If everything worked as expected we would get the notification in the chat and the file should be copied over to the server.

There is also support for other chat providers like Slack or you can build your own with the API and some code.

Manual Deployments

GitHub Actions being in infancy does not have a way to trigger workflows manually. This is something that people were struggling with on the internet. There are two ways to do this, Deployments and repository_dispatch events. It is best to refer to the linked GitHub API documentation for both. I prefer deployments as it is very robust and has a lot of additional features and parameters that you can pass through. First you will need to modify the first few lines to look like this:

name: Deploy

on:
  push:
    branches:
      - master
  deployment:

Then you can write a simple Python script to trigger the API:

auth_token = xxxx
headers = {'Authorization': auth_token, 'Accept': 'application/vnd.github.ant-man-preview+json', 'Content-Type': 'application/json'}
payload = {'ref': ref, 'required_contexts': [], 'task': 'test', 'auto_merge': False}
url = 'https://api.github.com/repos/:org/:repo/deployments'
r = requests.post(url, data=json.dumps(payload), headers=headers)

Replace :org and :repo with the organisation and repo name. You will also need to supply a token from GitHub settings with the :repo scope and that user will need to have admin privileges to this repository. You can also refer to the tasks passed in your workflow script with an if statement for steps or jobs like if: github.event.deployment.task == 'test'.

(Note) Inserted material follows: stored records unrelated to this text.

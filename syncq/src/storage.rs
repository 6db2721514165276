use std::collections::{LinkedList, VecDeque};

/// An ordered sequence that can back a [`ConcurrentQueue`].
///
/// Implementors need not be thread-safe. The queue only touches its storage
/// while holding its own lock, so every method here sees exclusive access.
///
/// [`ConcurrentQueue`]: crate::ConcurrentQueue
pub trait Storage<T> {
    fn push_back(&mut self, val: T);

    /// Appends the value produced by `f` to the tail.
    ///
    /// Storages that can construct in place may override this; the default
    /// simply forwards to [`push_back`](Self::push_back).
    fn emplace_back<F>(&mut self, f: F)
    where
        F: FnOnce() -> T,
    {
        self.push_back(f())
    }

    fn front(&self) -> Option<&T>;

    fn back(&self) -> Option<&T>;

    fn pop_front(&mut self) -> Option<T>;

    fn pop_back(&mut self) -> Option<T>;

    fn len(&self) -> usize;

    fn is_empty(&self) -> bool {
        self.len() == 0
    }
}

impl<T> Storage<T> for VecDeque<T> {
    fn push_back(&mut self, val: T) {
        VecDeque::push_back(self, val)
    }

    fn front(&self) -> Option<&T> {
        VecDeque::front(self)
    }

    fn back(&self) -> Option<&T> {
        VecDeque::back(self)
    }

    fn pop_front(&mut self) -> Option<T> {
        VecDeque::pop_front(self)
    }

    fn pop_back(&mut self) -> Option<T> {
        VecDeque::pop_back(self)
    }

    fn len(&self) -> usize {
        VecDeque::len(self)
    }

    fn is_empty(&self) -> bool {
        VecDeque::is_empty(self)
    }
}

impl<T> Storage<T> for LinkedList<T> {
    fn push_back(&mut self, val: T) {
        LinkedList::push_back(self, val)
    }

    fn front(&self) -> Option<&T> {
        LinkedList::front(self)
    }

    fn back(&self) -> Option<&T> {
        LinkedList::back(self)
    }

    fn pop_front(&mut self) -> Option<T> {
        LinkedList::pop_front(self)
    }

    fn pop_back(&mut self) -> Option<T> {
        LinkedList::pop_back(self)
    }

    fn len(&self) -> usize {
        LinkedList::len(self)
    }

    fn is_empty(&self) -> bool {
        LinkedList::is_empty(self)
    }
}
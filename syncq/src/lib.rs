//! A blocking FIFO queue for producer-consumer pipelines over OS threads.
//!
//! [`ConcurrentQueue`] guards a backing [`Storage`] with a single lock and
//! parks consumers on a condition variable until an element shows up.

mod queue;
pub use queue::ConcurrentQueue;

pub mod storage;
pub use storage::Storage;
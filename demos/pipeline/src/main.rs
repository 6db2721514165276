use std::thread;
use std::time::{Duration, Instant};

use anyhow::{Result, anyhow, ensure};
use argh::FromArgs;
use syncq::ConcurrentQueue;

#[derive(Debug, FromArgs)]
/// Producer-consumer pipeline over a blocking queue
#[argh(help_triggers("--help"))]
struct Args {
    /// number of producer threads
    #[argh(option, default = "4")]
    producers: usize,
    /// number of consumer threads
    #[argh(option, default = "2")]
    consumers: usize,
    /// items pushed by each producer
    #[argh(option, default = "16")]
    items: usize,
    /// upper bound of the random delay between pushes, in microseconds
    #[argh(option, arg_name = "us", default = "500")]
    max_delay_us: u64,
}

#[derive(Debug)]
enum Message {
    Job { producer: usize, seq: usize },
    /// Tells one consumer to stop. Consumers have no other way out of
    /// `wait_and_pop`.
    Stop,
}

impl From<(usize, usize)> for Message {
    fn from((producer, seq): (usize, usize)) -> Self {
        Message::Job { producer, seq }
    }
}

#[derive(Debug, Default)]
struct Report {
    received: usize,
    checksum: u64,
}

pub fn main() -> Result<()> {
    let args = argh::from_env::<Args>();
    tracing_subscriber::fmt()
        .with_thread_names(true)
        .without_time()
        .with_env_filter(tracing_subscriber::EnvFilter::from_default_env())
        .init();

    ensure!(args.producers != 0, "producers must not be zero");
    ensure!(args.consumers != 0, "consumers must not be zero");

    let queue = ConcurrentQueue::<Message>::new();
    let now = Instant::now();
    let reports = thread::scope(|cx| -> Result<Vec<Report>> {
        let queue = &queue;
        let args = &args;

        let producers = (0..args.producers)
            .map(|p| {
                thread::Builder::new()
                    .name(format!("producer-{p}"))
                    .spawn_scoped(cx, move || produce(queue, args, p))
            })
            .collect::<Result<Vec<_>, _>>()?;
        let consumers = (0..args.consumers)
            .map(|c| {
                thread::Builder::new()
                    .name(format!("consumer-{c}"))
                    .spawn_scoped(cx, move || consume(queue))
            })
            .collect::<Result<Vec<_>, _>>()?;

        let panicked = producers
            .into_iter()
            .map(|handle| handle.join())
            .filter(Result::is_err)
            .count();
        // Consumers must be released even if a producer failed, otherwise the
        // scope never returns.
        tracing::info!("producers finished, stopping consumers");
        for _ in 0..args.consumers {
            queue.push(Message::Stop);
        }

        let reports = consumers
            .into_iter()
            .map(|handle| handle.join().map_err(|_| anyhow!("consumer panicked")))
            .collect::<Result<Vec<_>>>()?;
        ensure!(panicked == 0, "{panicked} producer(s) panicked");
        Ok(reports)
    })?;

    let received = reports.iter().map(|r| r.received).sum::<usize>();
    let checksum = reports.iter().map(|r| r.checksum).sum::<u64>();
    let expected = args.producers * args.items;
    tracing::info!(
        "finished pipeline, received={received}, checksum={checksum:#x}, elapsed={}ms",
        now.elapsed().as_millis()
    );

    ensure!(
        received == expected,
        "lost or duplicated items: expected {expected}, received {received}"
    );
    ensure!(queue.try_pop().is_none(), "queue not drained");
    Ok(())
}

fn produce(queue: &ConcurrentQueue<Message>, args: &Args, producer: usize) {
    for seq in 0..args.items {
        queue.emplace((producer, seq));
        tracing::debug!("pushed job, seq={seq}");
        if args.max_delay_us != 0 {
            thread::sleep(Duration::from_micros(fastrand::u64(0..args.max_delay_us)));
        }
    }
    tracing::info!("produced {} jobs", args.items);
}

fn consume(queue: &ConcurrentQueue<Message>) -> Report {
    let mut report = Report::default();
    loop {
        match queue.wait_and_pop() {
            Message::Job { producer, seq } => {
                tracing::debug!("accepted job, producer={producer}, seq={seq}");
                report.received += 1;
                report.checksum = report
                    .checksum
                    .wrapping_add(((producer as u64) << 32) | seq as u64);
            },
            Message::Stop => break,
        }
    }
    tracing::info!("consumed {} jobs", report.received);
    report
}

It is best to wrap this code around some helper script or application that can be a part of the overall deploy process.

Self hosted runners

It is also possible for you to run your own runners with self hosted runners if you do not want to use GitHub’s servers. For Kubernetes support I’ve found this project useful, but things are still very work in progress. There is no official support from GitHub, meaning things are still very buggy.